#### YOUR ASSIGNMENT:
Among the entries that follow, tally the lines with the string "TaskProgressArgs". Give no more than the number.

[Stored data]
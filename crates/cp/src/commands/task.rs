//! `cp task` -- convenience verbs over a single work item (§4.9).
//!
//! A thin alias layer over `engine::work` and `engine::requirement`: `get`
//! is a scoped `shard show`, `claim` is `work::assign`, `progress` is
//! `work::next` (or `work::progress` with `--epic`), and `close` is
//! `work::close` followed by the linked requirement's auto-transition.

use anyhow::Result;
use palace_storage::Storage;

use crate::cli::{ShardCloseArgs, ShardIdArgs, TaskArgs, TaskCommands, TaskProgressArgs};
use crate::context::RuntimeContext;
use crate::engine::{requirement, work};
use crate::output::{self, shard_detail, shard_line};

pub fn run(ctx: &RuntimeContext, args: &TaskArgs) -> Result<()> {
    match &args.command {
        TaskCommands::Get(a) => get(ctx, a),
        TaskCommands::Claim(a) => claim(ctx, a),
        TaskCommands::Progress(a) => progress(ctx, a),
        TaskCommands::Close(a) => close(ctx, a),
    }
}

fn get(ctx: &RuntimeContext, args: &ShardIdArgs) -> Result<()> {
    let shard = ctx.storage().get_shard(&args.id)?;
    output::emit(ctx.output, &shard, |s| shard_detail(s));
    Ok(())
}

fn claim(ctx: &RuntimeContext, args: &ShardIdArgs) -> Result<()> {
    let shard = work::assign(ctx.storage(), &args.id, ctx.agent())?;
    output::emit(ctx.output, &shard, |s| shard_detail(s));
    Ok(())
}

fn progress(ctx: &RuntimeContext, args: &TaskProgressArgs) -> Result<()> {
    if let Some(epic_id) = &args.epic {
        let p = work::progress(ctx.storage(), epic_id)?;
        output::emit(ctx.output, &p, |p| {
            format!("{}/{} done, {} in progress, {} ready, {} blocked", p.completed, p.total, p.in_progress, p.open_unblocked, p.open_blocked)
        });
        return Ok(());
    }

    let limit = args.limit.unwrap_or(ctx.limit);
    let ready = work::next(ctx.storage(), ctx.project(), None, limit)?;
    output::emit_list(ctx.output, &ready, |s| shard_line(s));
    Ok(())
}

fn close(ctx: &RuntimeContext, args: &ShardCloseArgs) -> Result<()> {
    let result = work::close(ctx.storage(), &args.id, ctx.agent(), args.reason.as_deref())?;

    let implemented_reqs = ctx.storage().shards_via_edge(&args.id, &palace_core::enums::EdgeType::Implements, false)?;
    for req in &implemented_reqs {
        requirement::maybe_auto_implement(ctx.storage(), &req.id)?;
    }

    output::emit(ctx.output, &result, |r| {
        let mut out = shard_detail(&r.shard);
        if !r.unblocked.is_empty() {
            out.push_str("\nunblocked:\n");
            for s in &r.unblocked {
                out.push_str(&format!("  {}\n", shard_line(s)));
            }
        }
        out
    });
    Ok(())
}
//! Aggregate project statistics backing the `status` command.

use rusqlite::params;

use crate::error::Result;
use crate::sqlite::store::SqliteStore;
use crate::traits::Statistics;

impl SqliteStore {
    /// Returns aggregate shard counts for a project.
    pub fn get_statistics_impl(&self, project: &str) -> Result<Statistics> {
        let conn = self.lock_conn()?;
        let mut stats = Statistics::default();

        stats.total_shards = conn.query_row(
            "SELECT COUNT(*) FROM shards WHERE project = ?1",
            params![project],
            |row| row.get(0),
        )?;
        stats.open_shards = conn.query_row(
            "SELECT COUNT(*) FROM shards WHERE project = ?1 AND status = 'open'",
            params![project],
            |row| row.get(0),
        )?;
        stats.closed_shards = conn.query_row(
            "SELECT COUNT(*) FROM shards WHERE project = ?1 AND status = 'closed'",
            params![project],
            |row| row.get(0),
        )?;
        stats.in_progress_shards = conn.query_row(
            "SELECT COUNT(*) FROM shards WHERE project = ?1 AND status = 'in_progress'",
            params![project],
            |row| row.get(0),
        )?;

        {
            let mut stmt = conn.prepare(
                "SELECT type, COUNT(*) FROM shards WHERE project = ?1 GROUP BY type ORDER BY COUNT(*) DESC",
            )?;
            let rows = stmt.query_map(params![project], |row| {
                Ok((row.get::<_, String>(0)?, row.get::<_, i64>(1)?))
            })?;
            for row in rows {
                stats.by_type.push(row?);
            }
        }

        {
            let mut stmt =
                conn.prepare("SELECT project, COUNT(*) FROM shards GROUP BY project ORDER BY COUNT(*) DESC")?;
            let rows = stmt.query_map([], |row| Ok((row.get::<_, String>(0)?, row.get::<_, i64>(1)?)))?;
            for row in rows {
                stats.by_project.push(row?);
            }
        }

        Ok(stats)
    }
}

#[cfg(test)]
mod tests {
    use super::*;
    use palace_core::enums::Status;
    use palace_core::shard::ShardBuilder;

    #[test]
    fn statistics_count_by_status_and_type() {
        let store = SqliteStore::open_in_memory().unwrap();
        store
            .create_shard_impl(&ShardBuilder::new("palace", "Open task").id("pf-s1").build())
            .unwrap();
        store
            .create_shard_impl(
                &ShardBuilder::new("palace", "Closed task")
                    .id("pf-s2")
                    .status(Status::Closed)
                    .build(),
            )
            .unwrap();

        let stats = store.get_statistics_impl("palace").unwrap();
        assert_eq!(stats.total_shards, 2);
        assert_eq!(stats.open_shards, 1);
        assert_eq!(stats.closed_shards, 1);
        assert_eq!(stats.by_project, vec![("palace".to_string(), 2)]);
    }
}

#### TASK RESULT:
2